Скуля, я прижимаюсь к ногам Макса. Мы смотрим, как Папа садится в машину. Макс кладёт руку мне на голову и там её и оставляет. Я чувствую, как он перебирает мою шерсть, и я облизываю его пальцы, ладони. Я лижу и лижу, надеясь, что смогу прогнать грусть.
— Всё нормально, — говорит он, но я знаю, что убеждать в этом надо Макса, а не меня.
Я громко лаю. Папа высовывает голову из окна и говорит мне:
— Хороший мальчик. Оставайся тут.
Я чувствую, насколько серьёзны его слова. Оставайся. Оставайся с ними. Оставайся с ними, даже если я не останусь.
Машина выезжает со двора в туманном утреннем свете. Она проезжает мимо беличьих кустов и вороньих деревьев, поднимает пыль и плюётся выхлопными газами. А я всё обдумываю слово «оставайся». У меня разве не должно быть выбора в таких делах?
Из всех команд в моей жизни я ослушался очень немногих. Когда я был ещё совсем маленьким, я твёрдо решил стать хорошим псом во всех смыслах слова. Но ещё я обещал защищать Макса с собачьим упрямством до конца жизни. Одно же важнее другого, верно? Так что я бросаюсь вперёд. Сначала бегу трусцой, потом со всех ног, несмотря на боль. Я бегу за машиной, которая превращается в точку на горизонте.
Я бегу так быстро, как могу, пока не заканчиваются силы.
Лебеди — ужасные птицы. Они не сидят на деревьях и не дают гоняться за собой на пикниках. До меня доходили слухи, что они кусаются, что охотятся на собак всех пород возле прудов. Но одно я точно знаю: лебеди живут парами всю жизнь — и пингвины тоже. На канале «Дискавери» про это рассказывали очень подробно. Я тогда не совсем понимал всей важности того, что узнал: когда одна связь разрывается, с ней разрушается и всё остальное.
Я ещё долго прислушивался, надеясь услышать мотор папиной машины, но он так и не вернулся. Следующие три ночи я ждал. У окна есть особое место, где я просовываю нос сквозь жалюзи. Я жду света его фар в темноте, механического «вру-у-ум», с которым он останавливается во дворе. Я представляю, как торжествующе лаю, а потом бегу к нему по газону и тут же переворачиваюсь на спину. «Погладь мне живот, — скажу я ему, — и всё будет хорошо».

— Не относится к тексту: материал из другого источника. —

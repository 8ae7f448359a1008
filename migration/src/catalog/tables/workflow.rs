//! 待办、任务与督导检查

use crate::catalog::ColumnType::*;
use crate::catalog::DefaultValue::*;
use crate::catalog::{Check, IndexSchema, TableSchema, col, enums, id};

pub(super) fn tables() -> Vec<TableSchema> {
    vec![
        todos(),
        tasks(),
        task_attachments(),
        inspection_types(),
        inspection_plans(),
        inspection_tasks(),
    ]
}

fn todos() -> TableSchema {
    TableSchema::define("Todo", "todos")
        .underscored()
        .paranoid()
        .comment("待办事项表")
        .with_column(id())
        .with_column(col("title", String(200)).not_null())
        .with_column(col("description", Text))
        .with_column(
            col("priority", IntEnum(enums::TODO_PRIORITY))
                .not_null()
                .default(Int(3)),
        )
        .with_column(
            col("status", Enum(enums::TASK_STATUS))
                .not_null()
                .default(Str("pending")),
        )
        .with_column(col("dueDate", DateTime))
        .with_column(col("completedAt", DateTime))
        .with_column(col("userId", Integer).not_null())
        .with_column(col("assignedTo", Integer))
        .with_column(col("tags", Text).comment("JSON 标签列表"))
        .with_column(col("relatedId", Integer))
        .with_column(col("relatedType", String(50)))
        .with_column(col("notify", Boolean).not_null().default(Bool(false)))
        .index(IndexSchema::on(&["userId", "status"]))
}

fn tasks() -> TableSchema {
    TableSchema::define("Task", "tasks")
        .underscored()
        .comment("任务表")
        .with_column(id())
        .with_column(col("title", String(200)).not_null())
        .with_column(col("description", Text))
        .with_column(
            col("priority", Enum(enums::PRIORITY))
                .not_null()
                .default(Str("medium")),
        )
        .with_column(
            col("status", Enum(enums::TASK_STATUS))
                .not_null()
                .default(Str("pending")),
        )
        .with_column(
            col("type", Enum(enums::TASK_TYPE))
                .not_null()
                .default(Str("daily")),
        )
        .with_column(col("creatorId", Integer).not_null())
        .with_column(col("assigneeId", Integer))
        .with_column(col("startDate", DateTime))
        .with_column(col("dueDate", DateTime))
        .with_column(col("completedAt", DateTime))
        .with_column(
            col("progress", Integer)
                .not_null()
                .default(Int(0))
                .percent(),
        )
        .index(IndexSchema::on(&["creatorId"]))
        .index(IndexSchema::on(&["assigneeId"]))
        .index(IndexSchema::on(&["status"]))
}

fn task_attachments() -> TableSchema {
    TableSchema::define("TaskAttachment", "task_attachments")
        .underscored()
        .comment("待办附件表")
        .with_column(id())
        .with_column(col("todoId", Integer).not_null())
        .with_column(col("fileName", String(255)).not_null())
        .with_column(col("fileUrl", String(500)).not_null())
        .with_column(col("fileSize", Integer).check(Check::Min(0.0)))
        .with_column(col("fileType", String(100)))
        .with_column(col("uploaderId", Integer))
        .index(IndexSchema::on(&["todoId"]))
}

fn inspection_types() -> TableSchema {
    TableSchema::define("InspectionType", "inspection_types")
        .underscored()
        .paranoid()
        .sort_by("sortOrder")
        .comment("检查类型表")
        .with_column(id())
        .with_column(col("name", String(100)).not_null())
        .with_column(col("code", String(50)).not_null().unique())
        .with_column(
            col("category", Enum(enums::INSPECTION_CATEGORY))
                .not_null()
                .default(Str("routine")),
        )
        .with_column(col("description", Text))
        .with_column(col("frequency", String(50)))
        .with_column(col("department", String(100)))
        .with_column(col("sortOrder", Integer).not_null().default(Int(0)))
        .with_column(col("isActive", Boolean).not_null().default(Bool(true)))
}

fn inspection_plans() -> TableSchema {
    TableSchema::define("InspectionPlan", "inspection_plans")
        .underscored()
        .paranoid()
        .comment("检查计划表")
        .with_column(id())
        .with_column(col("inspectionTypeId", Integer).not_null())
        .with_column(col("kindergartenId", Integer).not_null())
        .with_column(col("planName", String(200)).not_null())
        .with_column(col("planDate", Date).not_null())
        .with_column(col("responsibleUserId", Integer))
        .with_column(
            col("status", Enum(enums::INSPECTION_PLAN_STATUS))
                .not_null()
                .default(Str("pending")),
        )
        .with_column(
            col("progress", Integer)
                .not_null()
                .default(Int(0))
                .percent(),
        )
        .with_column(col("result", Text))
        .with_column(col("score", Decimal(5, 2)).percent())
        .with_column(col("notes", Text))
        .with_column(col("creatorId", Integer))
        .index(IndexSchema::on(&["inspectionTypeId"]))
        .index(IndexSchema::on(&["kindergartenId", "planDate"]))
}

fn inspection_tasks() -> TableSchema {
    TableSchema::define("InspectionTask", "inspection_tasks")
        .underscored()
        .paranoid()
        .sort_by("sortOrder")
        .comment("检查任务表")
        .with_column(id())
        .with_column(col("inspectionPlanId", Integer).not_null())
        .with_column(col("parentTaskId", Integer).comment("父任务"))
        .with_column(col("title", String(200)).not_null())
        .with_column(col("description", Text))
        .with_column(
            col("taskType", Enum(enums::INSPECTION_TASK_TYPE))
                .not_null()
                .default(Str("other")),
        )
        .with_column(
            col("status", Enum(enums::INSPECTION_TASK_STATUS))
                .not_null()
                .default(Str("pending")),
        )
        .with_column(
            col("priority", Enum(enums::INSPECTION_TASK_PRIORITY))
                .not_null()
                .default(Str("medium")),
        )
        .with_column(col("assignedTo", Integer))
        .with_column(col("dueDate", DateTime))
        .with_column(col("completedAt", DateTime))
        .with_column(
            col("progress", Integer)
                .not_null()
                .default(Int(0))
                .percent(),
        )
        .with_column(col("sortOrder", Integer).not_null().default(Int(0)))
        .index(IndexSchema::on(&["inspectionPlanId"]))
        .index(IndexSchema::on(&["parentTaskId"]))
}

Макс, конечно, всё отрицает, но, по-моему, он тоже мечтает о чём-то похожем. У него такое выразительное лицо; иногда я по нему сразу всё вижу. Он моет посуду, вдруг поднимает голову и внимательно смотрит, словно я, когда выслеживаю пчелу во дворе. А потом моргает, трясёт головой и снова намыливает губку.
Он может говорить со мной о чём угодно, и я послушаю. Вместо этого мы смотрим вместе телевизор, а всё вокруг пронизано печалью. Она видна в покачивающейся траве и слышна в шёпоте деревьев, она в облаках, собирающихся кучами, в хлопьях, которые мы едим, и в воздухе, которым дышим. Я до сих пор репетирую наш номер, до сих пор надеюсь, что Макс передумает, — что мы выйдем на сцену и покажем всем наши безупречные движения. Потому что я жду этого каждое мгновение. Телефонного звонка. Стука в дверь комнаты Макса. Какого-то сигнала, который скажет, что я ухожу, а Макс остаётся, что нас разлучают.